AVAILABLE RECORDS:
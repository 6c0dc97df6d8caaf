//! Hook lifecycle controller
//!
//! Owns the hook thread and runs the start/stop protocol:
//!
//! ```text
//! Stopped --start()--> Starting --[Enabled]--> Running
//! Starting --[thread exits first]--> Failed(err)
//! Running --stop()--> Stopped
//! Failed(err) --start()--> Starting
//! ```
//!
//! Whole `start()`/`stop()` calls are serialized by one lifecycle lock that
//! sits outside the handshake primitives. A hook thread that exits without
//! being asked turns `Running` into `Stopped` the next time state is read.

mod handshake;
mod session;

use std::sync::atomic::{AtomicBool, Ordering};
use std::sync::Arc;
use std::thread::{self, JoinHandle};
use std::time::{Duration, Instant};

use parking_lot::Mutex;
use tokio::sync::broadcast;
use tracing::{debug, error, info, warn};

use crate::events::LifecycleEvent;
use crate::hook::{
    EventTranslator, HookBackend, HookError, MousePointerState, MouseTracker, StopToken,
};
use crate::keys::{ButtonConvention, KeyStateRegistry, VirtualKeyCode};
use crate::snapshot::InputSnapshot;

use self::handshake::Handshake;

/// Externally visible hook state
#[derive(Debug, Clone, PartialEq, Eq, Default)]
pub enum HookState {
    /// No hook thread
    #[default]
    Stopped,
    /// `start()` is waiting for the hook thread
    Starting,
    /// The hook is live
    Running,
    /// The last start attempt failed
    Failed(HookError),
}

impl std::fmt::Display for HookState {
    fn fmt(&self, f: &mut std::fmt::Formatter<'_>) -> std::fmt::Result {
        match self {
            HookState::Stopped => write!(f, "Stopped"),
            HookState::Starting => write!(f, "Starting"),
            HookState::Running => write!(f, "Running"),
            HookState::Failed(err) => write!(f, "Failed({:#X})", err.code()),
        }
    }
}

/// Resources that only exist while the hook is running
#[derive(Default)]
struct Lifecycle {
    thread: Option<JoinHandle<Result<(), HookError>>>,
    handshake: Option<Arc<Handshake>>,
    stop: Option<StopToken>,
}

#[derive(Default)]
struct Status {
    state: HookState,
    started_at: Option<Instant>,
}

/// Starts and stops the global input hook and exposes what it observed
pub struct HookController {
    backend: Arc<dyn HookBackend>,
    registry: Arc<KeyStateRegistry>,
    mouse: Arc<MouseTracker>,
    convention: ButtonConvention,
    start_timeout: Option<Duration>,
    lifecycle: Mutex<Lifecycle>,
    status: Mutex<Status>,
    /// Cleared by the hook thread as its last act
    hook_alive: Arc<AtomicBool>,
    event_tx: Option<broadcast::Sender<LifecycleEvent>>,
}

impl HookController {
    /// Create a stopped controller for `backend`
    pub fn new(backend: Arc<dyn HookBackend>) -> Self {
        Self {
            backend,
            registry: Arc::new(KeyStateRegistry::new()),
            mouse: Arc::new(MouseTracker::new()),
            convention: ButtonConvention::native(),
            start_timeout: None,
            lifecycle: Mutex::new(Lifecycle::default()),
            status: Mutex::new(Status::default()),
            hook_alive: Arc::new(AtomicBool::new(false)),
            event_tx: None,
        }
    }

    /// Override the mouse button numbering of the backend
    pub fn with_convention(mut self, convention: ButtonConvention) -> Self {
        self.convention = convention;
        self
    }

    /// Give up on a start attempt that has not resolved after `timeout`
    pub fn with_start_timeout(mut self, timeout: Option<Duration>) -> Self {
        self.start_timeout = timeout;
        self
    }

    /// Publish lifecycle events on `event_tx`
    pub fn with_events(mut self, event_tx: broadcast::Sender<LifecycleEvent>) -> Self {
        self.event_tx = Some(event_tx);
        self
    }

    /// Start the hook thread and block until it is running or has failed
    ///
    /// Calling this while already running is a successful no-op. There is
    /// no automatic retry.
    pub fn start(&self) -> Result<(), HookError> {
        let mut lifecycle = self.lifecycle.lock();

        if lifecycle.thread.is_some() {
            if self.hook_alive.load(Ordering::SeqCst) {
                debug!("hook already running");
                return Ok(());
            }
            warn!("hook thread exited on its own, restarting");
            self.teardown(&mut lifecycle);
        }

        self.set_state(HookState::Starting);
        self.registry.clear();
        self.mouse.reset();

        let handshake = Handshake::new();
        let stop = StopToken::new();
        let mut control = handshake.lock_control();

        let translator = EventTranslator::new(
            Arc::clone(&self.registry),
            Arc::clone(&self.mouse),
            self.convention,
        );
        self.hook_alive.store(true, Ordering::SeqCst);
        let spawned = thread::Builder::new().name("input-hook".to_string()).spawn({
            let backend = Arc::clone(&self.backend);
            let handshake = Arc::clone(&handshake);
            let stop = stop.clone();
            let alive = Arc::clone(&self.hook_alive);
            move || session::run_hook_thread(backend, translator, handshake, stop, alive)
        });

        let thread = match spawned {
            Ok(thread) => thread,
            Err(e) => {
                self.hook_alive.store(false, Ordering::SeqCst);
                drop(control);
                return Err(self.fail(HookError::ThreadCreateFailed(e.to_string())));
            }
        };

        let signaled = handshake.wait_for_signal(&mut control, self.start_timeout);

        if signaled && handshake.hook_running() {
            // the hook cannot release running, and so cannot exit, until `control` drops
            self.set_state(HookState::Running);
            info!(backend = self.backend.name(), "input hook running");
            self.emit(LifecycleEvent::HookStarted {
                backend: self.backend.name().to_string(),
            });
            drop(control);

            lifecycle.thread = Some(thread);
            lifecycle.handshake = Some(handshake);
            lifecycle.stop = Some(stop);
            return Ok(());
        }

        // the hook thread is finishing with `control` released; never join while holding it
        drop(control);

        if !signaled {
            warn!(timeout = ?self.start_timeout, "hook start timed out, stopping backend");
            stop.request();
            self.backend.stop();
        }

        let status = match thread.join() {
            Ok(status) => status,
            Err(_) => {
                error!("hook thread panicked during startup");
                Err(HookError::Unknown)
            }
        };

        let err = match (signaled, status) {
            (false, _) => HookError::StartTimeout,
            (true, Err(err)) => err,
            // returned success without ever being confirmed running
            (true, Ok(())) => HookError::Unknown,
        };
        Err(self.fail(err))
    }

    /// Stop the hook and wait for its thread to exit
    ///
    /// A no-op unless the hook is running.
    pub fn stop(&self) {
        let mut lifecycle = self.lifecycle.lock();

        if lifecycle.thread.is_none() {
            debug!(state = %self.state(), "stop requested while hook not running");
            return;
        }
        self.teardown(&mut lifecycle);
    }

    /// Current state
    ///
    /// Never blocks behind a `start()` or `stop()` in progress.
    pub fn state(&self) -> HookState {
        if !self.hook_alive.load(Ordering::SeqCst) {
            self.mark_stopped();
        }
        self.status.lock().state.clone()
    }

    /// True while the hook thread exists and has not finished
    pub fn is_hook_thread_alive(&self) -> bool {
        self.hook_alive.load(Ordering::SeqCst)
    }

    /// Is `code` currently held
    pub fn is_pressed(&self, code: VirtualKeyCode) -> bool {
        self.registry.exists(code)
    }

    /// Current, previous and smoothed pointer positions
    pub fn mouse_state(&self) -> MousePointerState {
        self.mouse.state()
    }

    /// Everything a renderer needs for one frame
    pub fn snapshot(&self) -> InputSnapshot {
        InputSnapshot::capture(&self.registry, &self.mouse)
    }

    /// Name of the backend in use
    pub fn backend_name(&self) -> &'static str {
        self.backend.name()
    }

    /// Join the hook thread and drop everything that belonged to the run
    fn teardown(&self, lifecycle: &mut Lifecycle) {
        let Some(thread) = lifecycle.thread.take() else {
            return;
        };

        if let Some(stop) = lifecycle.stop.take() {
            stop.request();
        }
        if self.hook_alive.load(Ordering::SeqCst) {
            self.backend.stop();
        }
        match thread.join() {
            Ok(Ok(())) => debug!("hook thread joined"),
            Ok(Err(err)) => warn!(%err, "hook thread exited with error"),
            Err(_) => error!("hook thread panicked"),
        }

        lifecycle.handshake = None;
        self.registry.clear();
        self.mouse.reset();
        self.mark_stopped();
    }

    /// `Running` to `Stopped`, announced once per run
    fn mark_stopped(&self) {
        let mut status = self.status.lock();
        if status.state != HookState::Running {
            return;
        }
        let duration_ms = status
            .started_at
            .take()
            .map(|t| t.elapsed().as_millis() as u64)
            .unwrap_or(0);
        debug!(from = %status.state, to = %HookState::Stopped, "hook state transition");
        status.state = HookState::Stopped;
        drop(status);

        info!(duration_ms, "input hook stopped");
        self.emit(LifecycleEvent::HookStopped { duration_ms });
    }

    fn fail(&self, err: HookError) -> HookError {
        error!(code = %format_args!("{:#X}", err.code()), %err, "failed to start input hook");
        self.set_state(HookState::Failed(err.clone()));
        self.emit(LifecycleEvent::HookStartFailed {
            code: err.code(),
            message: err.to_string(),
        });
        err
    }

    fn set_state(&self, state: HookState) {
        let mut status = self.status.lock();
        if status.state != state {
            debug!(from = %status.state, to = %state, "hook state transition");
            if state == HookState::Running {
                status.started_at = Some(Instant::now());
            }
            status.state = state;
        }
    }

    fn emit(&self, event: LifecycleEvent) {
        if let Some(tx) = &self.event_tx {
            // no subscribers is fine
            let _ = tx.send(event);
        }
    }
}

impl Drop for HookController {
    fn drop(&mut self) {
        self.stop();
    }
}
//! IPC module for overlay client communication

mod protocol;
mod server;

pub use protocol::{DaemonStatus, Notification, Request, Response, MAX_FRAME_LEN};
pub use server::Server;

TASK DESCRIPTION:
Select, from the listing, all lines that include the word "KeyStateRegistry".

TASK SOLUTION:
use crate::keys::{ButtonConvention, KeyStateRegistry, VirtualKeyCode};
    registry: Arc<KeyStateRegistry>,
            registry: Arc::new(KeyStateRegistry::new()),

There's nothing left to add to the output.